Interferon beta (IFNβ) was the first disease-modifying
therapy available to treat
multiple sclerosis (MS), providing patients with a treatment that resulted in reduced relapse rates and delays in the onset of disability. Four IFNβ drugs are currently approved to treat relapsing forms of MS: subcutaneous (SC) IFNβ-1b, SC IFNβ-1a, intramuscular IFNβ-1a, and, most recently, SC
peginterferon beta-1a.
Peginterferon beta-1a has an extended half-life and requires less frequent administration than other available treatments (once every 2 weeks vs every other day, 3 times per week, or weekly). Large randomized controlled clinical trials have confirmed the efficacy of
interferons for the treatment of relapsing MS. The most frequent adverse events in patients receiving IFNs include
injection site reactions and flu-like symptoms. Patient education and mitigation strategies are key to managing these adverse events and supporting
therapy adherence. With fewer
injections needed,
peginterferon beta-1a is associated with less frequent discomfort, which may translate to improved adherence, a major factor in treatment efficacy.

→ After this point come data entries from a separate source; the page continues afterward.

//! Search over rendered project cards

use super::App;
use crate::host::{Display, Host, Slot, Target};
use crate::search::{matches, normalize_query};

impl<H: Host> App<H> {
    /// Show the cards whose index contains the query, hide the rest
    pub fn apply_search(&mut self, query: &str) {
        let query = normalize_query(query);
        for card in &self.cards {
            let display = if matches(&card.search_index, &query) {
                Display::Block
            } else {
                Display::None
            };
            self.host
                .set_display(Target::Element(&card.element_id), display);
        }
        self.state.search_query = query;
    }

    pub fn clear_search(&mut self) {
        self.host
            .set_input_value(Target::Slot(Slot::SearchInput), "");
        self.apply_search("");
        self.show_toast("Search cleared");
    }

    /// Element ids of the cards currently shown
    pub fn visible_cards(&self) -> Vec<&str> {
        self.cards
            .iter()
            .filter(|c| {
                self.host
                    .display(Target::Element(&c.element_id))
                    .map_or(true, |d| d.is_visible())
            })
            .map(|c| c.element_id.as_str())
            .collect()
    }
}

#[cfg(test)]
mod tests {
    use super::*;
    use crate::app::test_support::loaded_app;
    use crate::UiEvent;

    #[test]
    fn test_search_hides_non_matching_cards() {
        let mut app = loaded_app();
        app.dispatch(UiEvent::SearchInput("dashboard".into()));
        assert_eq!(app.visible_cards(), ["card-excel-0"]);
        assert_eq!(
            app.host().display(Target::Element("card-excel-1")),
            Some(Display::None)
        );
        assert_eq!(app.state().search_query, "dashboard");
    }

    #[test]
    fn test_search_casing_is_irrelevant() {
        let mut app = loaded_app();
        app.dispatch(UiEvent::SearchInput("SQL".into()));
        let upper: Vec<String> = app.visible_cards().into_iter().map(String::from).collect();
        app.dispatch(UiEvent::SearchInput("sql".into()));
        assert_eq!(app.visible_cards(), upper);
        assert_eq!(upper, ["card-sql-0"]);
    }

    #[test]
    fn test_search_is_idempotent() {
        let mut app = loaded_app();
        app.dispatch(UiEvent::SearchInput("excel".into()));
        let first: Vec<String> = app.visible_cards().into_iter().map(String::from).collect();
        app.dispatch(UiEvent::SearchInput("excel".into()));
        assert_eq!(app.visible_cards(), first);
        assert_eq!(first.len(), 2);
    }

    #[test]
    fn test_clear_restores_all_cards() {
        let mut app = loaded_app();
        app.host_mut()
            .set_input_value(Target::Slot(Slot::SearchInput), "zzz");
        app.dispatch(UiEvent::SearchInput("zzz".into()));
        assert!(app.visible_cards().is_empty());

        app.dispatch(UiEvent::ClearSearch);
        assert_eq!(app.visible_cards().len(), 3);
        assert_eq!(
            app.host().input_value(Target::Slot(Slot::SearchInput)),
            Some("")
        );
        assert_eq!(app.state().toast.as_deref(), Some("Search cleared"));
    }
}
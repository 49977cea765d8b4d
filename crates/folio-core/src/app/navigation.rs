//! Page navigation
//!
//! Exactly one page is visible at a time.

use tracing::debug;

use super::App;
use crate::constants::ui::ACTIVE_CLASS;
use crate::host::{Host, Target};

impl<H: Host> App<H> {
    /// Show `page_key` and highlight its nav button; unknown keys are a no-op
    pub fn activate_page(&mut self, page_key: &str) {
        if !self.view.has_page(page_key) {
            debug!("No page named {:?}", page_key);
            return;
        }

        for page in self.view.pages() {
            let active = page == page_key;
            self.host
                .set_class(Target::Page(page), ACTIVE_CLASS, active);
            self.host
                .set_class(Target::NavButton(page), ACTIVE_CLASS, active);
        }

        self.host.scroll_to_top();
        self.state.active_page = Some(page_key.to_string());
    }
}

#[cfg(test)]
mod tests {
    use super::*;
    use crate::app::test_support::app;
    use crate::UiEvent;

    #[test]
    fn test_activate_shows_one_page() {
        let mut app = app();
        app.boot().unwrap();
        app.dispatch(UiEvent::Navigate("about".into()));
        app.dispatch(UiEvent::ExploreProjects);

        let host = app.host();
        assert!(host.has_class(Target::Page("projects"), ACTIVE_CLASS));
        assert!(host.has_class(Target::NavButton("projects"), ACTIVE_CLASS));
        for other in ["home", "about"] {
            assert!(!host.has_class(Target::Page(other), ACTIVE_CLASS));
            assert!(!host.has_class(Target::NavButton(other), ACTIVE_CLASS));
        }
        assert_eq!(host.scroll_count(), 2);
        assert_eq!(app.state().active_page.as_deref(), Some("projects"));
    }

    #[test]
    fn test_unknown_page_is_noop() {
        let mut app = app();
        app.boot().unwrap();
        app.dispatch(UiEvent::Navigate("home".into()));
        app.dispatch(UiEvent::Navigate("blog".into()));

        assert!(app.host().has_class(Target::Page("home"), ACTIVE_CLASS));
        assert_eq!(app.host().scroll_count(), 1);
        assert_eq!(app.state().active_page.as_deref(), Some("home"));
    }
}
//! Theme switching and persistence

use tracing::{debug, warn};

use super::App;
use crate::constants::ui::LIGHT_CLASS;
use crate::host::{Host, Target};
use crate::model::Theme;

impl<H: Host> App<H> {
    /// Apply a theme and persist it
    pub fn set_theme(&mut self, theme: Theme) {
        self.host
            .set_class(Target::Body, LIGHT_CLASS, theme == Theme::Light);
        let key = self.config.theme_storage_key.clone();
        self.host.storage_set(&key, theme.as_str());
        self.state.theme = theme;
    }

    /// Flip whatever mode is currently on screen
    pub fn toggle_theme(&mut self) {
        let was_light = self.host.has_class(Target::Body, LIGHT_CLASS);
        let next = if was_light { Theme::Dark } else { Theme::Light };
        self.set_theme(next);
        self.show_toast(match next {
            Theme::Dark => "Dark mode 🌙",
            Theme::Light => "Light mode ☀️",
        });
    }

    /// Theme from storage, falling back to the configured default
    pub(super) fn persisted_theme(&self) -> Theme {
        match self.host.storage_get(&self.config.theme_storage_key) {
            Some(value) => Theme::parse(&value).unwrap_or_else(|| {
                warn!("Ignoring invalid theme preference {:?}", value);
                self.config.default_theme
            }),
            None => {
                debug!("No theme preference stored");
                self.config.default_theme
            }
        }
    }
}

#[cfg(test)]
mod tests {
    use super::*;
    use crate::app::test_support::app;
    use crate::config::FolioConfig;
    use crate::host::MemoryHost;
    use crate::UiEvent;

    #[test]
    fn test_default_theme_is_dark() {
        let mut app = app();
        app.boot().unwrap();
        assert_eq!(app.state().theme, Theme::Dark);
        assert!(!app.host().has_class(Target::Body, LIGHT_CLASS));
        assert_eq!(app.host().storage_get("theme").as_deref(), Some("dark"));
    }

    #[test]
    fn test_invalid_preference_falls_back() {
        let mut host = MemoryHost::shell();
        host.storage_set("theme", "sepia");
        let mut app = crate::App::new(host, FolioConfig::default());
        app.boot().unwrap();
        assert_eq!(app.state().theme, Theme::Dark);
    }

    #[test]
    fn test_toggle_twice_restores_and_survives_reload() {
        let mut app = app();
        app.boot().unwrap();

        app.dispatch(UiEvent::ToggleTheme);
        assert!(app.host().has_class(Target::Body, LIGHT_CLASS));
        assert_eq!(app.host().storage_get("theme").as_deref(), Some("light"));
        assert_eq!(app.state().toast.as_deref(), Some("Light mode ☀️"));

        app.dispatch(UiEvent::ToggleTheme);
        assert_eq!(app.host().storage_get("theme").as_deref(), Some("dark"));
        assert_eq!(app.state().toast.as_deref(), Some("Dark mode 🌙"));

        app.dispatch(UiEvent::ToggleTheme);

        // Simulated reload: fresh shell, same storage
        let mut reloaded = MemoryHost::shell();
        for (k, v) in app.host().storage() {
            reloaded.storage_set(k, v);
        }
        let mut app = crate::App::new(reloaded, FolioConfig::default());
        app.boot().unwrap();
        assert_eq!(app.state().theme, Theme::Light);
        assert!(app.host().has_class(Target::Body, LIGHT_CLASS));
    }

    #[test]
    fn test_custom_storage_key() {
        let config = FolioConfig {
            theme_storage_key: "folio-theme".into(),
            ..Default::default()
        };
        let mut app = crate::App::new(MemoryHost::shell(), config);
        app.set_theme(Theme::Light);
        assert_eq!(app.host().storage_get("folio-theme").as_deref(), Some("light"));
        assert_eq!(app.host().storage_get("theme"), None);
    }
}
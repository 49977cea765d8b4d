//! Rendering the loaded document into the host
//!
//! Every render is a full replace of its target, never incremental.

use tracing::{debug, info};

use super::App;
use crate::constants::labels;
use crate::host::{Display, Host, Slot, Target};
use crate::markup;
use crate::model::{Category, Profile, Project, ProjectGroups, Skill};
use crate::search::search_index;

/// A project card present on the projects page
#[derive(Debug, Clone, PartialEq, Eq)]
pub struct RenderedCard {
    pub element_id: String,
    pub category: Category,
    pub search_index: String,
}

fn or_default<'a>(value: &'a str, fallback: &'a str) -> &'a str {
    if value.is_empty() {
        fallback
    } else {
        value
    }
}

fn href(url: &str) -> &str {
    if url.trim().is_empty() {
        "#"
    } else {
        url
    }
}

impl<H: Host> App<H> {
    pub fn render_profile(&mut self, profile: &Profile) {
        let host = &mut self.host;

        host.set_text(
            Target::Slot(Slot::ProfileName),
            or_default(&profile.name, labels::DEFAULT_NAME),
        );
        host.set_text(
            Target::Slot(Slot::ProfileHeadline),
            or_default(&profile.headline, labels::DEFAULT_HEADLINE),
        );
        host.set_text(Target::Slot(Slot::ProfileSummary), &profile.summary);
        host.set_text(
            Target::Slot(Slot::CoreSkills),
            &profile.core_skills.join(labels::CORE_SKILL_SEPARATOR),
        );
        host.set_text(
            Target::Slot(Slot::CurrentFocus),
            or_default(&profile.current_focus, labels::DEFAULT_FOCUS),
        );

        host.set_text(Target::Slot(Slot::AboutSummary), &profile.summary);
        host.set_text(Target::Slot(Slot::AboutGitHub), "GitHub Profile");
        host.set_attribute(Target::Slot(Slot::AboutGitHub), "href", href(&profile.links.github));
        host.set_text(Target::Slot(Slot::AboutLinkedIn), "LinkedIn Profile");
        host.set_attribute(
            Target::Slot(Slot::AboutLinkedIn),
            "href",
            href(&profile.links.linkedin),
        );
    }

    /// Replace all skill chips
    pub fn render_skills(&mut self, skills: &[Skill]) {
        self.host
            .set_html(Target::Slot(Slot::SkillChips), &markup::skill_chips(skills));
        self.state.selected_skill = None;
    }

    /// Show a skill's detail text
    pub fn select_skill(&mut self, index: usize) {
        let Some(skill) = self.data.as_ref().and_then(|d| d.skills.get(index)) else {
            debug!("No skill at index {}", index);
            return;
        };
        let (name, text) = (skill.name.clone(), skill.text.clone());

        self.host.set_text(Target::Slot(Slot::SkillInfo), &text);
        self.state.selected_skill = Some(index);
        self.show_toast(format!("Skill: {name}"));
    }

    /// Replace both project columns and rebuild the search index
    pub fn render_projects(&mut self, projects: &ProjectGroups) {
        self.cards.clear();
        for category in Category::ALL {
            let list = projects.get(category);
            let slot = match category {
                Category::Excel => Slot::ExcelProjects,
                Category::Sql => Slot::SqlProjects,
            };
            self.host.set_html(
                Target::Slot(slot),
                &markup::project_column(list, category),
            );
            self.cards
                .extend(list.iter().enumerate().map(|(i, p)| RenderedCard {
                    element_id: markup::card_id(category, i),
                    category,
                    search_index: search_index(p),
                }));
        }
        self.state.search_query.clear();
        info!("Rendered {} project cards", self.cards.len());
    }

    /// Populate the featured card, or hide it when nothing resolves
    pub fn render_featured(&mut self, featured: Option<&Project>) {
        let card = Target::Slot(Slot::FeaturedCard);
        let Some(project) = featured else {
            self.host.set_display(card, Display::None);
            self.featured = None;
            return;
        };

        let host = &mut self.host;
        // Leave the shell's own layout alone unless an earlier render hid it
        if host.display(card) == Some(Display::None) {
            host.set_display(card, Display::Block);
        }
        host.set_text(
            Target::Slot(Slot::FeaturedTitle),
            &format!("⭐ Featured Project — {}", project.title),
        );
        host.set_text(Target::Slot(Slot::FeaturedDesc), &project.description);
        host.set_text(
            Target::Slot(Slot::FeaturedText),
            if project.subtitle.is_empty() {
                "Featured"
            } else {
                "Featured Project"
            },
        );

        let image = Target::Slot(Slot::FeaturedImage);
        host.set_attribute(image, "src", project.preview().unwrap_or(""));
        host.set_display(
            image,
            if project.preview().is_some() {
                Display::Block
            } else {
                Display::None
            },
        );

        host.set_html(
            Target::Slot(Slot::FeaturedHighlights),
            &markup::highlight_items(project.shown_highlights()),
        );

        self.featured = Some(project.clone());
    }
}
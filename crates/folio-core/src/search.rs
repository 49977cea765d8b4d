//! Search index and matching for project cards
//!
//! Matching is a plain case-insensitive substring test against a lowercase
//! blob computed once per card. No tokenizing, no fuzziness.

use crate::model::Project;

/// Lowercase concatenation of every searchable field of a project
pub fn search_index(project: &Project) -> String {
    [
        project.title.as_str(),
        project.subtitle.as_str(),
        project.description.as_str(),
    ]
    .into_iter()
    .chain(project.tags.iter().map(String::as_str))
    .chain(project.highlights.iter().map(String::as_str))
    .filter(|s| !s.is_empty())
    .collect::<Vec<_>>()
    .join(" ")
    .to_lowercase()
}

/// Trim and lowercase a raw query
pub fn normalize_query(query: &str) -> String {
    query.trim().to_lowercase()
}

/// Whether a card with `index` matches an already normalized query
pub fn matches(index: &str, normalized_query: &str) -> bool {
    normalized_query.is_empty() || index.contains(normalized_query)
}
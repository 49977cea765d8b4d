//! UI events and dispatch
//!
//! Hosts translate DOM events into [`UiEvent`]s. Events belonging to a
//! listener group that has not been bound yet are dropped, mirroring a
//! control that simply has no listener attached.

use tracing::debug;

use super::App;
use crate::constants::ui::{HOME_PAGE, PROJECTS_PAGE};
use crate::host::{Binding, Host, TimerId};

/// Dataset of a clicked `[data-action]` element
#[derive(Debug, Clone, Default, PartialEq, Eq)]
pub struct ActionTrigger {
    /// `data-action`
    pub kind: String,
    /// `data-img`
    pub img: Option<String>,
    /// `data-url`
    pub url: Option<String>,
    /// `data-title`
    pub title: Option<String>,
    /// `data-text`
    pub text: Option<String>,
}

impl ActionTrigger {
    pub fn new(kind: impl Into<String>) -> Self {
        Self {
            kind: kind.into(),
            ..Default::default()
        }
    }
}

#[derive(Debug, Clone, PartialEq, Eq)]
pub enum UiEvent {
    /// Sidebar button with its `data-page`
    Navigate(String),
    /// Brand/logo click or Enter
    BrandHome,
    ExploreProjects,
    ToggleTheme,
    OpenHelp,
    OpenContact,
    OpenLinkedIn,
    OpenGitHub,
    DownloadResume,
    ScrollTop,
    CopyAbout,
    SearchInput(String),
    ClearSearch,
    SelectSkill(usize),
    /// Collapsible header with its `data-toggle` body id
    ToggleSection(String),
    CloseModal,
    /// Click on the overlay; `on_background` is false for clicks inside the box
    OverlayClick { on_background: bool },
    Action(ActionTrigger),
    FeaturedPreview,
    FeaturedGitHub,
    FeaturedOpen,
    FeaturedImage,
    TimerFired(TimerId),
    ClipboardDone { ok: bool },
}

impl UiEvent {
    /// Listener group that produces this event; host callbacks have none
    pub fn binding(&self) -> Option<Binding> {
        let binding = match self {
            UiEvent::Navigate(_) | UiEvent::BrandHome | UiEvent::ExploreProjects => {
                Binding::Navigation
            }
            UiEvent::ToggleTheme => Binding::ThemeToggle,
            UiEvent::OpenHelp => Binding::Help,
            UiEvent::OpenContact
            | UiEvent::OpenLinkedIn
            | UiEvent::OpenGitHub
            | UiEvent::DownloadResume
            | UiEvent::ScrollTop
            | UiEvent::CopyAbout => Binding::TopButtons,
            UiEvent::SearchInput(_) | UiEvent::ClearSearch => Binding::Search,
            UiEvent::SelectSkill(_) => Binding::SkillChips,
            UiEvent::ToggleSection(_) => Binding::Collapsibles,
            UiEvent::CloseModal | UiEvent::OverlayClick { .. } => Binding::ModalDismiss,
            UiEvent::Action(_) => Binding::Actions,
            UiEvent::FeaturedPreview
            | UiEvent::FeaturedGitHub
            | UiEvent::FeaturedOpen
            | UiEvent::FeaturedImage => Binding::Featured,
            UiEvent::TimerFired(_) | UiEvent::ClipboardDone { .. } => return None,
        };
        Some(binding)
    }
}

impl<H: Host> App<H> {
    /// Route one event to its handler
    pub fn dispatch(&mut self, event: UiEvent) {
        if let Some(binding) = event.binding() {
            if !self.is_bound(binding) {
                debug!("Ignoring {:?}: {:?} not bound", event, binding);
                return;
            }
        }

        match event {
            UiEvent::Navigate(page) => self.activate_page(&page),
            UiEvent::BrandHome => {
                self.activate_page(HOME_PAGE);
                if self.data.is_some() {
                    self.show_toast("Home");
                }
            }
            UiEvent::ExploreProjects => self.activate_page(PROJECTS_PAGE),
            UiEvent::ToggleTheme => self.toggle_theme(),
            UiEvent::OpenHelp => self.open_help(),
            UiEvent::OpenContact => self.open_contact(),
            UiEvent::OpenLinkedIn => self.open_profile_link(|links| &links.linkedin),
            UiEvent::OpenGitHub => self.open_profile_link(|links| &links.github),
            UiEvent::DownloadResume => self.download_resume(),
            UiEvent::ScrollTop => self.host.scroll_to_top(),
            UiEvent::CopyAbout => self.copy_about(),
            UiEvent::SearchInput(query) => self.apply_search(&query),
            UiEvent::ClearSearch => self.clear_search(),
            UiEvent::SelectSkill(index) => self.select_skill(index),
            UiEvent::ToggleSection(body) => self.toggle_section(&body),
            UiEvent::CloseModal => self.close_modal(),
            UiEvent::OverlayClick { on_background } => {
                if on_background {
                    self.close_modal();
                }
            }
            UiEvent::Action(trigger) => self.handle_action(&trigger),
            UiEvent::FeaturedPreview => self.featured_preview(),
            UiEvent::FeaturedGitHub => self.featured_github(),
            UiEvent::FeaturedOpen => self.featured_open(),
            UiEvent::FeaturedImage => self.featured_image(),
            UiEvent::TimerFired(id) => self.on_timer(id),
            UiEvent::ClipboardDone { ok } => self.on_clipboard_done(ok),
        }
    }
}

#[cfg(test)]
mod tests {
    use super::*;
    use crate::app::test_support::{app, loaded_app};
    use crate::host::{Slot, Target};

    #[test]
    fn test_unbound_events_are_ignored() {
        let mut app = app();
        app.dispatch(UiEvent::Navigate("projects".into()));
        assert_eq!(app.state().active_page, None);
        assert_eq!(app.host().scroll_count(), 0);
    }

    #[test]
    fn test_data_dependent_events_ignored_before_load() {
        let mut app = app();
        app.boot().unwrap();
        app.dispatch(UiEvent::OpenContact);
        assert_eq!(app.state().modal, None);

        app.dispatch(UiEvent::Navigate("projects".into()));
        assert_eq!(app.state().active_page.as_deref(), Some("projects"));
    }

    #[test]
    fn test_brand_toasts_only_after_load() {
        let mut app = app();
        app.boot().unwrap();
        app.dispatch(UiEvent::BrandHome);
        assert_eq!(app.state().active_page.as_deref(), Some("home"));
        assert_eq!(app.state().toast, None);

        let mut app = loaded_app();
        app.dispatch(UiEvent::BrandHome);
        assert_eq!(app.state().toast.as_deref(), Some("Home"));
    }

    #[test]
    fn test_overlay_click_inside_box_keeps_modal() {
        let mut app = loaded_app();
        app.dispatch(UiEvent::OpenHelp);
        app.dispatch(UiEvent::OverlayClick {
            on_background: false,
        });
        assert_eq!(app.state().modal.as_deref(), Some("Help"));

        app.dispatch(UiEvent::OverlayClick {
            on_background: true,
        });
        assert_eq!(app.state().modal, None);
        assert_eq!(
            app.host().display(Target::Slot(Slot::ModalOverlay)),
            Some(crate::host::Display::None)
        );
    }

    #[test]
    fn test_scroll_top_button() {
        let mut app = loaded_app();
        let before = app.host().scroll_count();
        app.dispatch(UiEvent::ScrollTop);
        assert_eq!(app.host().scroll_count(), before + 1);
    }
}
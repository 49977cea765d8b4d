//! Error types for loading, view binding, and configuration

use thiserror::Error;

/// Failure to obtain or parse the portfolio document
#[derive(Debug, Error)]
pub enum LoadError {
    /// Server answered with a non-success status
    #[error("could not load {url} (HTTP {status})")]
    Status { url: String, status: u16 },

    /// Request never produced a response
    #[error("could not load {url}: {reason}")]
    Transport { url: String, reason: String },

    /// Data URL could not be resolved against the page location
    #[error("invalid data url {url}: {reason}")]
    InvalidUrl { url: String, reason: String },

    /// Local file could not be read
    #[error("could not read {path}: {source}")]
    Io {
        path: String,
        #[source]
        source: std::io::Error,
    },

    /// Document is not valid JSON for the portfolio schema
    #[error("could not parse portfolio data: {0}")]
    Parse(#[from] serde_json::Error),
}

/// The host document is missing elements the app depends on
#[derive(Debug, Error)]
pub enum ViewError {
    #[error("host document is missing required elements: {}", .0.join(", "))]
    MissingSlots(Vec<&'static str>),
}

/// Configuration could not be loaded
#[derive(Debug, Error)]
pub enum ConfigError {
    #[error("io error: {0}")]
    Io(#[from] std::io::Error),

    #[error("invalid config: {0}")]
    Parse(#[from] toml::de::Error),
}
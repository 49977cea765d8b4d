//! Event dispatcher
//!
//! DOM listeners, timers, and clipboard completions all funnel through here.
//! Events are queued and drained whenever the app is free, so a callback
//! that fires while the app is mid-dispatch never double-borrows it.

use std::cell::{OnceCell, RefCell};
use std::collections::VecDeque;
use std::rc::Rc;

use folio_core::{App, Host, UiEvent};
use tracing::warn;

type SharedApp<H> = Rc<RefCell<App<H>>>;

pub struct Dispatcher<H: Host> {
    app: Rc<OnceCell<SharedApp<H>>>,
    queue: Rc<RefCell<VecDeque<UiEvent>>>,
}

impl<H: Host> Clone for Dispatcher<H> {
    fn clone(&self) -> Self {
        Self {
            app: Rc::clone(&self.app),
            queue: Rc::clone(&self.queue),
        }
    }
}

impl<H: Host> Default for Dispatcher<H> {
    fn default() -> Self {
        Self {
            app: Rc::new(OnceCell::new()),
            queue: Rc::new(RefCell::new(VecDeque::new())),
        }
    }
}

impl<H: Host> Dispatcher<H> {
    pub fn new() -> Self {
        Self::default()
    }

    /// Connect the app; only the first call has an effect
    pub fn attach(&self, app: SharedApp<H>) {
        if self.app.set(app).is_err() {
            warn!("Dispatcher already attached");
        }
    }

    pub fn dispatch(&self, event: UiEvent) {
        self.queue.borrow_mut().push_back(event);
        self.drain();
    }

    /// Events waiting for the app to become free
    pub fn pending(&self) -> usize {
        self.queue.borrow().len()
    }

    /// Run `f` against the app, then deliver anything queued meanwhile
    pub fn with_app(&self, f: impl FnOnce(&mut App<H>)) {
        let Some(app) = self.app.get() else {
            warn!("Dispatcher used before attach");
            return;
        };
        match app.try_borrow_mut() {
            Ok(mut app) => f(&mut app),
            Err(_) => {
                warn!("App busy, dropping direct call");
                return;
            }
        }
        self.drain();
    }

    fn drain(&self) {
        let Some(app) = self.app.get() else {
            return;
        };
        loop {
            // Whoever holds the borrow drains once it is done
            let Ok(mut app) = app.try_borrow_mut() else {
                return;
            };
            let next = self.queue.borrow_mut().pop_front();
            let Some(event) = next else {
                return;
            };
            app.dispatch(event);
        }
    }
}

#[cfg(test)]
mod tests {
    use super::*;
    use folio_core::{FolioConfig, MemoryHost};

    fn attached() -> (Dispatcher<MemoryHost>, SharedApp<MemoryHost>) {
        let mut app = App::new(MemoryHost::shell(), FolioConfig::default());
        app.boot().unwrap();
        let app = Rc::new(RefCell::new(app));
        let dispatcher = Dispatcher::new();
        dispatcher.attach(app.clone());
        (dispatcher, app)
    }

    #[test]
    fn test_dispatch_reaches_app() {
        let (dispatcher, app) = attached();
        dispatcher.dispatch(UiEvent::Navigate("about".into()));
        assert_eq!(app.borrow().state().active_page.as_deref(), Some("about"));
        assert_eq!(dispatcher.pending(), 0);
    }

    #[test]
    fn test_event_while_busy_is_delivered_later() {
        let (dispatcher, app) = attached();
        {
            let _busy = app.borrow_mut();
            dispatcher.dispatch(UiEvent::Navigate("projects".into()));
            assert_eq!(dispatcher.pending(), 1);
        }
        assert_eq!(app.borrow().state().active_page, None);

        // The next delivery flushes the backlog in order
        dispatcher.dispatch(UiEvent::Navigate("about".into()));
        assert_eq!(dispatcher.pending(), 0);
        assert_eq!(app.borrow().state().active_page.as_deref(), Some("about"));
        assert_eq!(app.borrow().host().scroll_count(), 2);
    }

    #[test]
    fn test_callback_during_with_app_is_drained_after() {
        let (dispatcher, app) = attached();
        let inner = dispatcher.clone();
        dispatcher.with_app(|app| {
            // A host callback firing synchronously mid-update
            inner.dispatch(UiEvent::ClipboardDone { ok: false });
            assert_eq!(inner.pending(), 1);
            assert_eq!(app.state().toast, None);
        });

        assert_eq!(dispatcher.pending(), 0);
        assert_eq!(
            app.borrow().state().toast.as_deref(),
            Some("Copy failed (browser blocked).")
        );
    }

    #[test]
    fn test_with_app_while_busy_is_dropped() {
        let (dispatcher, app) = attached();
        let _busy = app.borrow_mut();
        let mut ran = false;
        dispatcher.with_app(|_| ran = true);
        assert!(!ran);
    }

    #[test]
    fn test_dispatch_before_attach_stays_queued() {
        let dispatcher = Dispatcher::<MemoryHost>::new();
        dispatcher.dispatch(UiEvent::ToggleTheme);
        assert_eq!(dispatcher.pending(), 1);
    }
}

Because the available
interferon therapies differ in administration route and frequency of injection, switching among these
therapies may be a viable option for patients who experience issues with tolerability. Although a variety of disease-modifying
therapies are now available to treat relapsing MS, the efficacy and long-term safety profile of
interferons make them an important first-line option for treatment.